• WORK INSTRUCTIONS:
Retype the entries in full.

:: DATA FOR THIS TASK

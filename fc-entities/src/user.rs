use num_derive::{FromPrimitive, ToPrimitive};
use num_traits::{FromPrimitive as _, ToPrimitive as _};
use strum::{AsRefStr, Display, EnumIter, EnumString};
use thiserror::Error;

use crate::{email::EmailAddress, id::Id, password::Password, time::Timestamp, url::Url};

#[rustfmt::skip]
#[derive(Debug, Clone, PartialEq, Eq)]
pub struct User {
    pub id                  : Id,
    pub username            : String,
    pub email               : EmailAddress,
    pub password            : Password,
    pub kind                : UserKind,
    pub loyalty_points      : u64,
    pub profile_picture_url : Option<Url>,
    pub bio                 : Option<String>,
    pub restaurant_id       : Option<Id>,
    pub created_at          : Timestamp,
}

impl User {
    pub fn tier(&self) -> Tier {
        Tier::from_points(self.loyalty_points)
    }

    pub fn is_restaurant_owner(&self) -> bool {
        self.kind == UserKind::RestaurantOwner
    }

    /// Whether this user is the owning principal of the given restaurant.
    pub fn owns_restaurant(&self, restaurant_id: &Id) -> bool {
        self.is_restaurant_owner() && self.restaurant_id.as_ref() == Some(restaurant_id)
    }
}

pub type UserKindPrimitive = i16;

#[rustfmt::skip]
#[derive(Debug, Clone, Copy, PartialEq, Eq, Hash, FromPrimitive, ToPrimitive, EnumString, AsRefStr)]
pub enum UserKind {
    #[strum(serialize = "foodie")]
    Foodie          = 0,
    #[strum(serialize = "restaurant")]
    RestaurantOwner = 1,
}

#[derive(Debug, Error)]
#[error("Invalid user kind primitive: {0}")]
pub struct InvalidUserKindPrimitive(UserKindPrimitive);

impl TryFrom<UserKindPrimitive> for UserKind {
    type Error = InvalidUserKindPrimitive;
    fn try_from(from: UserKindPrimitive) -> Result<Self, Self::Error> {
        Self::from_i16(from).ok_or(InvalidUserKindPrimitive(from))
    }
}

impl From<UserKind> for UserKindPrimitive {
    fn from(from: UserKind) -> Self {
        from.to_i16().expect("user kind primitive")
    }
}

/// Loyalty tier, derived from the accumulated points.
#[rustfmt::skip]
#[derive(Debug, Clone, Copy, PartialEq, Eq, PartialOrd, Ord, Hash, Display, EnumIter, EnumString, AsRefStr)]
pub enum Tier {
    Bronze,
    Silver,
    Gold,
    Platinum,
}

impl Tier {
    /// The minimum number of points required to reach this tier.
    pub const fn min_points(self) -> u64 {
        match self {
            Self::Bronze => 0,
            Self::Silver => 100,
            Self::Gold => 500,
            Self::Platinum => 2_000,
        }
    }

    pub const fn from_points(points: u64) -> Self {
        if points >= Self::Platinum.min_points() {
            Self::Platinum
        } else if points >= Self::Gold.min_points() {
            Self::Gold
        } else if points >= Self::Silver.min_points() {
            Self::Silver
        } else {
            Self::Bronze
        }
    }
}

#[cfg(test)]
mod tests {
    use super::*;
    use strum::IntoEnumIterator;

    #[test]
    fn tier_thresholds() {
        assert_eq!(Tier::Bronze, Tier::from_points(0));
        assert_eq!(Tier::Bronze, Tier::from_points(99));
        assert_eq!(Tier::Silver, Tier::from_points(100));
        assert_eq!(Tier::Silver, Tier::from_points(499));
        assert_eq!(Tier::Gold, Tier::from_points(500));
        assert_eq!(Tier::Gold, Tier::from_points(1_999));
        assert_eq!(Tier::Platinum, Tier::from_points(2_000));
        assert_eq!(Tier::Platinum, Tier::from_points(u64::MAX));
    }

    #[test]
    fn tier_is_monotonic_in_points() {
        let mut last = Tier::Bronze;
        for points in 0..3_000 {
            let tier = Tier::from_points(points);
            assert!(tier >= last);
            last = tier;
        }
        for tier in Tier::iter() {
            assert_eq!(tier, Tier::from_points(tier.min_points()));
        }
    }

    #[test]
    fn user_kind_primitives() {
        for kind in [UserKind::Foodie, UserKind::RestaurantOwner] {
            let p = UserKindPrimitive::from(kind);
            assert_eq!(kind, UserKind::try_from(p).unwrap());
        }
        assert!(UserKind::try_from(7).is_err());
        assert_eq!("restaurant", UserKind::RestaurantOwner.as_ref());
        assert_eq!(UserKind::Foodie, "foodie".parse().unwrap());
    }
}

::::

• TASK SOLUTION:
filename fc-entities/src/user.rs
use num_derive::{FromPrimitive, ToPrimitive};
use num_traits::{FromPrimitive as _, ToPrimitive as _};
use strum::{AsRefStr, Display, EnumIter, EnumString};
use thiserror::Error;

use crate::{email::EmailAddress, id::Id, password::Password, time::Timestamp, url::Url};

#[rustfmt::skip]
#[derive(Debug, Clone, PartialEq, Eq)]
pub struct User {
    pub id                  : Id,
    pub username            : String,
    pub email               : EmailAddress,
    pub password            : Password,
    pub kind                : UserKind,
    pub loyalty_points      : u64,
    pub profile_picture_url : Option<Url>,
    pub bio                 : Option<String>,
    pub restaurant_id       : Option<Id>,
    pub created_at          : Timestamp,
}

impl User {
    pub fn tier(&self) -> Tier {
        Tier::from_points(self.loyalty_points)
    }

    pub fn is_restaurant_owner(&self) -> bool {
        self.kind == UserKind::RestaurantOwner
    }

    /// Whether this user is the owning principal of the given restaurant.
    pub fn owns_restaurant(&self, restaurant_id: &Id) -> bool {
        self.is_restaurant_owner() && self.restaurant_id.as_ref() == Some(restaurant_id)
    }
}

pub type UserKindPrimitive = i16;

#[rustfmt::skip]
#[derive(Debug, Clone, Copy, PartialEq, Eq, Hash, FromPrimitive, ToPrimitive, EnumString, AsRefStr)]
pub enum UserKind {
    #[strum(serialize = "foodie")]
    Foodie          = 0,
    #[strum(serialize = "restaurant")]
    RestaurantOwner = 1,
}

#[derive(Debug, Error)]
#[error("Invalid user kind primitive: {0}")]
pub struct InvalidUserKindPrimitive(UserKindPrimitive);

impl TryFrom<UserKindPrimitive> for UserKind {
    type Error = InvalidUserKindPrimitive;
    fn try_from(from: UserKindPrimitive) -> Result<Self, Self::Error> {
        Self::from_i16(from).ok_or(InvalidUserKindPrimitive(from))
    }
}

impl From<UserKind> for UserKindPrimitive {
    fn from(from: UserKind) -> Self {
        from.to_i16().expect("user kind primitive")
    }
}

/// Loyalty tier, derived from the accumulated points.
#[rustfmt::skip]
#[derive(Debug, Clone, Copy, PartialEq, Eq, PartialOrd, Ord, Hash, Display, EnumIter, EnumString, AsRefStr)]
pub enum Tier {
    Bronze,
    Silver,
    Gold,
    Platinum,
}

impl Tier {
    /// The minimum number of points required to reach this tier.
    pub const fn min_points(self) -> u64 {
        match self {
            Self::Bronze => 0,
            Self::Silver => 100,
            Self::Gold => 500,
            Self::Platinum => 2_000,
        }
    }

    pub const fn from_points(points: u64) -> Self {
        if points >= Self::Platinum.min_points() {
            Self::Platinum
        } else if points >= Self::Gold.min_points() {
            Self::Gold
        } else if points >= Self::Silver.min_points() {
            Self::Silver
        } else {
            Self::Bronze
        }
    }
}

#[cfg(test)]
mod tests {
    use super::*;
    use strum::IntoEnumIterator;

    #[test]
    fn tier_thresholds() {
        assert_eq!(Tier::Bronze, Tier::from_points(0));
        assert_eq!(Tier::Bronze, Tier::from_points(99));
        assert_eq!(Tier::Silver, Tier::from_points(100));
        assert_eq!(Tier::Silver, Tier::from_points(499));
        assert_eq!(Tier::Gold, Tier::from_points(500));
        assert_eq!(Tier::Gold, Tier::from_points(1_999));
        assert_eq!(Tier::Platinum, Tier::from_points(2_000));
        assert_eq!(Tier::Platinum, Tier::from_points(u64::MAX));
    }

    #[test]
    fn tier_is_monotonic_in_points() {
        let mut last = Tier::Bronze;
        for points in 0..3_000 {
            let tier = Tier::from_points(points);
            assert!(tier >= last);
            last = tier;
        }
        for tier in Tier::iter() {
            assert_eq!(tier, Tier::from_points(tier.min_points()));
        }
    }

    #[test]
    fn user_kind_primitives() {
        for kind in [UserKind::Foodie, UserKind::RestaurantOwner] {
            let p = UserKindPrimitive::from(kind);
            assert_eq!(kind, UserKind::try_from(p).unwrap());
        }
        assert!(UserKind::try_from(7).is_err());
        assert_eq!("restaurant", UserKind::RestaurantOwner.as_ref());
        assert_eq!(UserKind::Foodie, "foodie".parse().unwrap());
    }
}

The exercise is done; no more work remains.